鎌倉市のシンボルマークには「笹竜胆(ささりんどう)」の家紋がデザインされていますが、これはかつて、源頼朝公が幕府を開かれたことに由来します(ちなみに、鎌倉市のシンボルフラワーも竜胆です)。
源氏と言えば笹竜胆……というイメージは今日広く知られており、源氏ゆかりのスポットには、あちこちで笹竜胆を見かけることが出来ます。
しかし、それが高じて「頼朝公は源氏の棟梁」「源氏の紋は笹竜胆」「だから、頼朝公の家紋は笹竜胆」と誤解されている方もいるそうで、今回は鎌倉武士の家紋文化について紹介します。
鎌倉武士の家紋文化
さて、家紋の文化は元々公家(貴族)の発祥ですが、それが武士達に広まったのは平安末期、平氏滅亡後と言われています。それまでの源平合戦期は源氏なら白い(又は南無八幡大菩薩)旗、平氏なら赤い(又は南無妙法蓮華経)旗を掲げて敵味方を識別していました。
しかし元暦二(1185)年、壇ノ浦の戦いで平氏(清盛の息子・宗盛ら一門)が滅亡した後は、基本みんな「源氏(頼朝公)の味方」となっています。
そんな文治五(1189)年、常陸(現:茨城県)の佐竹隆義は奥州藤原氏征伐に参陣しましたが、従来通りに無地の白旗を掲げていた事を頼朝公に咎められました。
「平氏が滅亡して世はみんな白旗(源氏の味方)なので、紛らわしいから印をつけなさい(意訳)」
そう言って満月を描いた五本骨の扇を下賜して旗頭につけさせた(佐竹氏の家紋・佐竹扇の由来)とも言われますが、それ以来、他の御家人たちも白旗に家紋を描くようになったそうです。

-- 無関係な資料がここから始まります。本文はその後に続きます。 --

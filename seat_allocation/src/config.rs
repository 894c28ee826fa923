// ********* Input data structures ***********

use std::collections::BTreeMap;
use std::error::Error;
use std::fmt::Display;

/// A constituency as handed over by a data source, before any validation.
///
/// All the fields are optional so that every reader can fill in what its
/// format provides. The result store decides which fields are required and
/// derives the missing counts.
#[derive(Eq, PartialEq, Debug, Clone, Default)]
pub struct ConstituencyRecord {
    pub id: Option<String>,
    pub name: Option<String>,
    pub seats: Option<i64>,
    pub census: Option<u64>,
    pub valid_votes: Option<u64>,
    pub blank_votes: Option<u64>,
    pub null_votes: Option<u64>,
    pub total_votes: Option<u64>,
    pub abstention: Option<i64>,
    pub parties: Option<BTreeMap<String, u64>>,
}

/// One electoral district, with all its counts checked.
///
/// Blank votes are a sub-count of the valid votes, so that
/// `total_votes = valid_votes + null_votes`.
#[derive(Eq, PartialEq, Debug, Clone)]
pub struct Constituency {
    pub id: String,
    pub name: Option<String>,
    pub seats: u32,
    pub census: u64,
    pub valid_votes: u64,
    pub blank_votes: u64,
    pub null_votes: u64,
    pub total_votes: u64,
    /// Votes per party label. Labels are exact, case-sensitive keys.
    pub parties: BTreeMap<String, u64>,
}

impl Constituency {
    /// Registered electors who did not vote.
    pub fn abstention(&self) -> u64 {
        self.census.saturating_sub(self.total_votes)
    }

    /// The sum of the votes of all the parties.
    pub fn party_votes(&self) -> u64 {
        self.parties.values().sum()
    }
}

// ******** Output data structures *********

/// The seats awarded in one constituency.
///
/// Every party that had votes has an entry, possibly zero. Parties without
/// an entry did not get any seat.
#[derive(Eq, PartialEq, Debug, Clone, Default)]
pub struct SeatAllocation {
    pub seats: BTreeMap<String, u32>,
}

impl SeatAllocation {
    pub fn get(&self, label: &str) -> u32 {
        self.seats.get(label).cloned().unwrap_or(0)
    }

    pub fn total(&self) -> u32 {
        self.seats.values().sum()
    }

    /// True when no seat was awarded.
    pub fn is_empty(&self) -> bool {
        self.total() == 0
    }

    /// The parties with at least one seat, in label order.
    pub fn awarded(&self) -> impl Iterator<Item = (&String, u32)> {
        self.seats
            .iter()
            .filter_map(|(label, s)| if *s > 0 { Some((label, *s)) } else { None })
    }
}

/// Seats won in one constituency, sorted by label in descending order.
#[derive(Eq, PartialEq, Debug, Clone)]
pub struct ConstituencyDetail {
    pub id: String,
    pub name: Option<String>,
    pub seats: Vec<(String, u32)>,
}

#[derive(Eq, PartialEq, Debug, Clone, Default)]
pub struct SeatsReport {
    /// National totals, by decreasing number of seats.
    pub totals: Vec<(String, u32)>,
    /// Only filled when requested with `SeatsOptions::detail`.
    pub detail: Vec<ConstituencyDetail>,
}

impl SeatsReport {
    pub fn total_seats(&self) -> u32 {
        self.totals.iter().map(|(_, s)| *s).sum()
    }

    pub fn seats_of(&self, label: &str) -> u32 {
        self.totals
            .iter()
            .find(|(l, _)| l == label)
            .map(|(_, s)| *s)
            .unwrap_or(0)
    }
}

/// Errors raised while loading the results or preparing a scenario.
#[derive(Eq, PartialEq, Debug, Clone)]
pub enum ApportionmentError {
    /// A record misses a required field or holds a value that makes no sense.
    /// `record` is the position of the record in the source, starting at 0.
    Format {
        record: usize,
        field: &'static str,
        reason: String,
    },
    /// Two records share the same constituency identifier.
    DuplicateKey { id: String },
    /// The scenario parameters are out of range.
    InvalidScenario { reason: String },
}

impl Error for ApportionmentError {}

impl Display for ApportionmentError {
    fn fmt(&self, f: &mut std::fmt::Formatter<'_>) -> std::fmt::Result {
        match self {
            ApportionmentError::Format {
                record,
                field,
                reason,
            } => write!(f, "record {}: field '{}': {}", record, field, reason),
            ApportionmentError::DuplicateKey { id } => {
                write!(f, "constituency '{}' appears more than once", id)
            }
            ApportionmentError::InvalidScenario { reason } => {
                write!(f, "invalid scenario: {}", reason)
            }
        }
    }
}

// ********* Configuration **********

/// The minimum share of the votes a party needs to get any seat.
///
/// The fraction is kept exactly as given. The exclusion test compares it
/// with `votes / base` without any rounding.
#[derive(Eq, PartialEq, Debug, Clone, Copy, PartialOrd, Ord, Hash)]
pub struct Threshold {
    // Bits of a non-negative f64 in [0, 1]. For these values the order of
    // the bits is the order of the fractions.
    bits: u64,
}

impl Threshold {
    /// 3% of the votes.
    pub const DEFAULT: Threshold = Threshold {
        bits: 0x3F9E_B851_EB85_1EB8,
    };

    pub const NONE: Threshold = Threshold { bits: 0 };

    /// Builds a threshold from a fraction in `[0, 1]`.
    pub fn new(fraction: f64) -> Result<Threshold, ApportionmentError> {
        if !fraction.is_finite() || !(0.0..=1.0).contains(&fraction) {
            return Err(ApportionmentError::InvalidScenario {
                reason: format!("threshold {} is not within [0, 1]", fraction),
            });
        }
        if fraction == 0.0 {
            // -0.0 as well.
            return Ok(Threshold::NONE);
        }
        Ok(Threshold {
            bits: fraction.to_bits(),
        })
    }

    /// Builds a threshold from a percentage in `[0, 100]`.
    pub fn from_percent(percent: f64) -> Result<Threshold, ApportionmentError> {
        Threshold::new(percent / 100.0)
    }

    pub fn as_fraction(&self) -> f64 {
        f64::from_bits(self.bits)
    }

    /// The fraction as `mantissa / 2^shift`, with an odd mantissa.
    fn dyadic(&self) -> (u64, u32) {
        let exponent = ((self.bits >> 52) & 0x7ff) as u32;
        let fraction = self.bits & ((1u64 << 52) - 1);
        let (mantissa, shift) = if exponent == 0 {
            (fraction, 1074)
        } else {
            (fraction | (1u64 << 52), 1075 - exponent)
        };
        if mantissa == 0 {
            return (0, 0);
        }
        let tz = mantissa.trailing_zeros().min(shift);
        (mantissa >> tz, shift - tz)
    }

    /// True if `votes / base` falls below the threshold.
    pub fn excludes(&self, votes: u64, base: u64) -> bool {
        // votes / base < mantissa / 2^shift
        //   <=> votes * 2^shift < mantissa * base
        let (mantissa, shift) = self.dyadic();
        // Below 2^117.
        let rhs = (mantissa as u128) * (base as u128);
        let votes = votes as u128;
        if votes == 0 {
            return rhs > 0;
        }
        if shift >= votes.leading_zeros() {
            // The left side is at least 2^127.
            return false;
        }
        (votes << shift) < rhs
    }
}

impl Default for Threshold {
    fn default() -> Self {
        Threshold::DEFAULT
    }
}

impl Display for Threshold {
    fn fmt(&self, f: &mut std::fmt::Formatter<'_>) -> std::fmt::Result {
        // The shortest decimal form of the fraction, with the point moved two
        // places to the right. f64 never prints an exponent here.
        let text = self.as_fraction().to_string();
        let (int_part, frac_part) = text.split_once('.').unwrap_or((text.as_str(), ""));
        let frac_part = format!("{:0<2}", frac_part);
        let (moved, rest) = frac_part.split_at(2);
        let whole = format!("{}{}", int_part, moved);
        let whole = match whole.trim_start_matches('0') {
            "" => "0",
            w => w,
        };
        let rest = rest.trim_end_matches('0');
        if rest.is_empty() {
            write!(f, "{}%", whole)
        } else {
            write!(f, "{}.{}%", whole, rest)
        }
    }
}

/// A coalition: the votes of all the secondary labels go to the primary one.
///
/// A single label is a valid spec with no secondaries. It is still useful as
/// the first spec of a join, to receive the blank, null or abstention votes.
#[derive(Eq, PartialEq, Debug, Clone, Hash)]
pub struct MergeSpec {
    pub primary: String,
    pub secondaries: Vec<String>,
}

impl MergeSpec {
    pub fn new(primary: &str, secondaries: &[&str]) -> MergeSpec {
        MergeSpec {
            primary: primary.to_string(),
            secondaries: secondaries.iter().map(|s| s.to_string()).collect(),
        }
    }

    /// Builds a spec from an ordered list of labels, the first one being the
    /// primary. Returns `None` for an empty list.
    pub fn from_labels(labels: &[String]) -> Option<MergeSpec> {
        let (primary, secondaries) = labels.split_first()?;
        Some(MergeSpec {
            primary: primary.clone(),
            secondaries: secondaries.to_vec(),
        })
    }
}

impl From<&str> for MergeSpec {
    fn from(label: &str) -> Self {
        MergeSpec::new(label, &[])
    }
}

impl From<String> for MergeSpec {
    fn from(label: String) -> Self {
        MergeSpec {
            primary: label,
            secondaries: Vec::new(),
        }
    }
}

impl<const N: usize> From<[&str; N]> for MergeSpec {
    fn from(labels: [&str; N]) -> Self {
        match labels.split_first() {
            Some((primary, secondaries)) => MergeSpec::new(primary, secondaries),
            None => MergeSpec::new("", &[]),
        }
    }
}

/// Extra votes handed to the primary party of the first merge spec.
#[derive(PartialEq, Debug, Clone, Copy, Default)]
pub struct JoinOptions {
    /// Add the blank votes.
    pub blank_votes: bool,
    /// Add the null votes.
    pub null_votes: bool,
    /// Add this fraction of the abstention, rounded down. Zero disables it.
    pub abstention: f64,
}

impl JoinOptions {
    pub const NONE: JoinOptions = JoinOptions {
        blank_votes: false,
        null_votes: false,
        abstention: 0.0,
    };

    pub(crate) fn check(&self) -> Result<(), ApportionmentError> {
        check_fraction("abstention", self.abstention)
    }
}

#[derive(Eq, PartialEq, Debug, Clone, Copy, Default)]
pub struct SeatsOptions {
    /// Also report the seats won in every constituency.
    pub detail: bool,
}

pub(crate) fn check_fraction(what: &str, fraction: f64) -> Result<(), ApportionmentError> {
    if fraction.is_finite() && (0.0..=1.0).contains(&fraction) {
        Ok(())
    } else {
        Err(ApportionmentError::InvalidScenario {
            reason: format!("{} fraction {} is not within [0, 1]", what, fraction),
        })
    }
}

#[cfg(test)]
mod tests {
    use super::*;

    #[test]
    fn threshold_range() {
        assert!(Threshold::new(0.0).is_ok());
        assert!(Threshold::new(1.0).is_ok());
        assert!(matches!(
            Threshold::new(1.01),
            Err(ApportionmentError::InvalidScenario { .. })
        ));
        assert!(Threshold::new(-0.5).is_err());
        assert!(Threshold::new(f64::NAN).is_err());
        assert_eq!(Threshold::from_percent(3.0), Ok(Threshold::DEFAULT));
    }

    #[test]
    fn threshold_display() {
        assert_eq!(Threshold::DEFAULT.to_string(), "3%");
        assert_eq!(Threshold::new(0.025).unwrap().to_string(), "2.5%");
        assert_eq!(Threshold::NONE.to_string(), "0%");
        assert_eq!(Threshold::new(1.0).unwrap().to_string(), "100%");
        assert_eq!(Threshold::new(0.07).unwrap().to_string(), "7%");
        assert_eq!(Threshold::new(0.0000004).unwrap().to_string(), "0.00004%");
        assert_eq!(
            Threshold::new(1.0 / 3.0).unwrap().to_string(),
            "33.33333333333333%"
        );
    }

    #[test]
    fn threshold_exclusion() {
        let t = Threshold::DEFAULT;
        assert!(t.excludes(50, 1970));
        assert!(!t.excludes(60, 1970));
        assert!(!t.excludes(30, 1000));
        assert!(t.excludes(29, 1000));
        // Nothing is below a share of an empty base.
        assert!(!t.excludes(0, 0));
    }

    #[test]
    fn threshold_is_not_rounded() {
        let third = Threshold::new(1.0 / 3.0).unwrap();
        assert!(third.excludes(333_333, 1_000_000));
        assert!(!third.excludes(333_334, 1_000_000));
        assert!(!third.excludes(1_000_000, 1_000_000));

        assert!(Threshold::new(0.0300004).unwrap().excludes(30_000, 1_000_000));

        let tiny = Threshold::new(0.0000004).unwrap();
        assert_ne!(tiny, Threshold::NONE);
        assert!(tiny.excludes(3, 10_000_000));
        assert!(!tiny.excludes(5, 10_000_000));
        assert!(tiny.excludes(1, u64::MAX / 4));
        assert!(Threshold::new(f64::MIN_POSITIVE).unwrap().excludes(0, 1));
        assert!(!Threshold::new(f64::MIN_POSITIVE).unwrap().excludes(1, u64::MAX));

        assert_eq!(Threshold::DEFAULT.as_fraction(), 0.03);
        assert_eq!(Threshold::new(-0.0), Ok(Threshold::NONE));
        assert!(Threshold::new(0.05).unwrap() > Threshold::DEFAULT);
        assert_eq!(Threshold::new(1.0).unwrap().as_fraction(), 1.0);
        assert!(Threshold::new(1.0).unwrap().excludes(999, 1000));
        assert!(!Threshold::new(1.0).unwrap().excludes(1000, 1000));
    }

    #[test]
    fn merge_specs() {
        let s = MergeSpec::from(["PSOE-A", "ADELANTE ANDALUCIA", "EB"]);
        assert_eq!(s.primary, "PSOE-A");
        assert_eq!(s.secondaries, vec!["ADELANTE ANDALUCIA", "EB"]);
        assert_eq!(MergeSpec::from("VOX").secondaries.len(), 0);
        assert_eq!(MergeSpec::from_labels(&[]), None);
        assert_eq!(
            MergeSpec::from_labels(&["A".to_string(), "B".to_string()]),
            Some(MergeSpec::new("A", &["B"]))
        );
    }

    #[test]
    fn allocation_queries() {
        let mut a = SeatAllocation::default();
        a.seats.insert("A".to_string(), 2);
        a.seats.insert("B".to_string(), 0);
        assert_eq!(a.get("A"), 2);
        assert_eq!(a.get("B"), 0);
        assert_eq!(a.get("C"), 0);
        assert_eq!(a.total(), 2);
        assert_eq!(a.awarded().count(), 1);
    }
}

このエピソードは、単に識別のみならず「無地の白旗を掲げる資格がある『源氏の嫡流』はあくまで自分一人なのだ」というメッセージであったとも言われ、義経公はじめ、多くの源氏一族を粛清して権力基盤の確保に必死だった頼朝公の焦燥感が偲ばれます。
つまり、鎌倉武士の家紋とは頼朝公が御家人たちにつけさせたもので、自らは「無紋(白無地)」をシンボルとしていました。
「マークなんか無くたって、俺が誰だか判る筈だ!」
そう言わんばかりの傲慢っぷりに、いっそ清々しさを感じてしまいますが、まさに「天下人の境地」を体現していたのでしょう。